Review: A Midsummer Night’s Dream – Yvonne Arnaud Theatre

Published on: 6 Mar, 2013
Updated on: 6 Mar, 2013

A cheeky Puck (Shane Frater) waits while Helena (Rebecca Loudon) longs for her love

by The Stage Dragon

Did you read Shakespeare’s A Midsummer Night’s Dream at school? Probably, it is a favourite and one of the most accessible of Shakespeare’s plays. From the word go, it is clear that the theatre company Custom/Practice have taken note of this and their target audience for this production is obvious.

It opens in an inner city school’s detention room. We are greeted with a haphazard bunch of senior school stereotypes who, as a part of their detention, are asked to study A Midsummer Night’s Dream. An imaginative connection to the target audience perhaps but half way through the first act I was asking myself what significance this actually has to the overall production.

Once past the initial introductory scenes, over before you know it, we are transported with the students to the fantastical forest in which the traditionally recognisable play is set.

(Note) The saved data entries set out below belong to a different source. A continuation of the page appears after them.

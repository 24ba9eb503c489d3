pub mod aggregate;
pub mod app;
pub mod config;
pub mod error;
pub mod models;
pub mod plan;
pub mod relevance;
pub mod status;
pub mod tmdb;
pub mod video;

From there-on-in there is no reference back to the schoolroom at all, apart from in Puck’s final speech although dispersed in the script are a few shoe-horned contemporary references to keep a young audience engaged.

The cost though is some of the play’s depth and meaning. I felt rushed, as if the company were bounding ahead to the more comedic passages; delivered very well though they are. I would have enjoyed a somewhat slower pace on the more demanding monologues, such as Titania’s initial speech.

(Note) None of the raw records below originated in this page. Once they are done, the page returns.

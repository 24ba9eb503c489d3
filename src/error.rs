use axum::extract::rejection::{PathRejection, QueryRejection};
use axum::extract::FromRequestParts;
use axum::http::StatusCode;
use axum::response::{IntoResponse, Response};
use axum::Json;
use serde_json::json;
use tracing::error;

/// Errors a route can surface to the client. Every variant renders as
/// `{ "error": "<message>" }`.
#[derive(Debug, thiserror::Error)]
pub enum AppError {
    #[error("{0}")]
    BadRequest(String),
    #[error("{0}")]
    NotFound(String),
    #[error("{0}")]
    Upstream(String),
}

impl AppError {
    pub fn bad_request(msg: impl Into<String>) -> Self {
        Self::BadRequest(msg.into())
    }

    pub fn upstream(msg: impl Into<String>) -> Self {
        Self::Upstream(msg.into())
    }

    pub fn status(&self) -> StatusCode {
        match self {
            AppError::BadRequest(_) => StatusCode::BAD_REQUEST,
            AppError::NotFound(_) => StatusCode::NOT_FOUND,
            AppError::Upstream(_) => StatusCode::INTERNAL_SERVER_ERROR,
        }
    }
}

impl IntoResponse for AppError {
    fn into_response(self) -> Response {
        let status = self.status();
        if status.is_server_error() {
            error!("Request failed: {}", self);
        }
        (status, Json(json!({ "error": self.to_string() }))).into_response()
    }
}

impl From<QueryRejection> for AppError {
    fn from(rejection: QueryRejection) -> Self {
        Self::bad_request(rejection.body_text())
    }
}

impl From<PathRejection> for AppError {
    fn from(rejection: PathRejection) -> Self {
        Self::bad_request(rejection.body_text())
    }
}

/// `Query` whose rejections render as [`AppError`] JSON.
#[derive(Debug, FromRequestParts)]
#[from_request(via(axum::extract::Query), rejection(AppError))]
pub struct ApiQuery<T>(pub T);

/// `Path` whose rejections render as [`AppError`] JSON.
#[derive(Debug, FromRequestParts)]
#[from_request(via(axum::extract::Path), rejection(AppError))]
pub struct ApiPath<T>(pub T);

#[cfg(test)]
mod tests {
    use super::*;

    #[test]
    fn maps_variants_to_status_codes() {
        assert_eq!(
            AppError::bad_request("x").into_response().status(),
            StatusCode::BAD_REQUEST
        );
        assert_eq!(
            AppError::NotFound("x".into()).into_response().status(),
            StatusCode::NOT_FOUND
        );
        assert_eq!(
            AppError::upstream("x").into_response().status(),
            StatusCode::INTERNAL_SERVER_ERROR
        );
    }
}
use std::collections::HashMap;

use tracing::{debug, warn};

use crate::models::MediaItem;
use crate::plan::{CollectionPlan, Ranking};
use crate::relevance::Scorer;
use crate::tmdb::TmdbApi;

/// Runs every step of `plan` one page at a time and returns the merged list,
/// unique by id and ranked according to the plan.
///
/// A failing page contributes nothing; the aggregation itself never fails.
pub async fn aggregate(tmdb: &dyn TmdbApi, plan: &CollectionPlan) -> Vec<MediaItem> {
    let mut merged = Vec::new();
    let scorer = match &plan.ranking {
        Ranking::Relevance { query } => Some(Scorer::new(query)),
        Ranking::Popularity => None,
    };

    for step in &plan.steps {
        let kind = step.source.kind();
        for page in step.pages.clone() {
            let items = match tmdb.fetch_page(&step.source, page).await {
                Ok(items) => items,
                Err(e) => {
                    warn!("Page {} of {} failed, skipping: {:#}", page, step.source, e);
                    continue;
                }
            };
            debug!("{} page {} -> {} items", step.source, page, items.len());
            merged.extend(items.into_iter().map(|mut item| {
                if let Some(kind) = kind {
                    item.media_type = Some(kind.into());
                }
                if let Some(scorer) = &scorer {
                    item.relevance_score = Some(scorer.score(item.label()));
                }
                item
            }));
        }
    }

    let mut unique = dedupe_by_id(merged);
    match plan.ranking {
        Ranking::Popularity => sort_by_popularity(&mut unique),
        Ranking::Relevance { .. } => sort_by_relevance(&mut unique),
    }
    unique
}

/// Later duplicates replace the earlier value but keep its position.
pub fn dedupe_by_id(items: Vec<MediaItem>) -> Vec<MediaItem> {
    let mut slots: HashMap<i64, usize> = HashMap::with_capacity(items.len());
    let mut out: Vec<MediaItem> = Vec::with_capacity(items.len());
    for item in items {
        match slots.get(&item.id) {
            Some(&idx) => out[idx] = item,
            None => {
                slots.insert(item.id, out.len());
                out.push(item);
            }
        }
    }
    out
}

pub fn sort_by_popularity(items: &mut [MediaItem]) {
    items.sort_by(|a, b| b.popularity_or_zero().total_cmp(&a.popularity_or_zero()));
}

pub fn sort_by_relevance(items: &mut [MediaItem]) {
    items.sort_by(|a, b| {
        b.relevance_score
            .unwrap_or(0)
            .cmp(&a.relevance_score.unwrap_or(0))
            .then_with(|| b.popularity_or_zero().total_cmp(&a.popularity_or_zero()))
    });
}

The haste to pass through Titania and Oberon’s scenes means that you aren’t able to fully grasp the fraught tension of their relationship, the tension that ultimately leads to Oberon performing a spell on Titania making her fall in love with an ass.


Demetrius and Lysander quarrel over Helena while Hermia watches in disbelief

Technically the show is pleasing, with a simple yet effective set of sliding doors to create the detention room and poles dotted around the stage to provide trees, for the fairies to climb and jump from, accompanied by shrubbery, strewn across the stage, creating a good impression of the depth of the forest. Good sound effects are delivered to aid a creation of atmosphere right from the start and the cast work well with these, taking their cues perfectly.

Individually, the acting is strong and is very much an ensemble piece. With only eight actors in the company it demands they multi-roll. They do this well performing each of their characters skilfully, coping well with what must be manic off-stage costume changes.


Bottom finishes his performance as Pyramus with a hilarious dance routine

Liam Mansfield shines as Oberon, brilliantly capturing the nature of the character, engaging well with Puck (Shane Frater), who equally pulls focus whenever on-stage. Frater is cheeky, funny and perfectly mischievous.

A positive aspect of having such a quick paced version of this play is that it allows the actors to throw their all energetically into their performances and this is exactly what they do. For me though there is a lack of maturity in the production perhaps partly caused the youthful cast.

As Helena/Quince, Rebecca Loudon’s physicality and liveliness is second to none, showing the contrast in characters effortlessly. At times she may go slightly over-the-top with Quince; but perhaps this is to fully show the character’s enthusiasm for the play within the play.

Don’t get me wrong, this is a good production. It is light-hearted and funny, especially in the final scenes where the cast have clearly worked the hardest. For senior school students, this play hits the spot. However, if you’re looking for something more from your Shakespeare then this may not be the one for you. Showing until Saturday 9th May at the Yvonne Arnaud Theatre.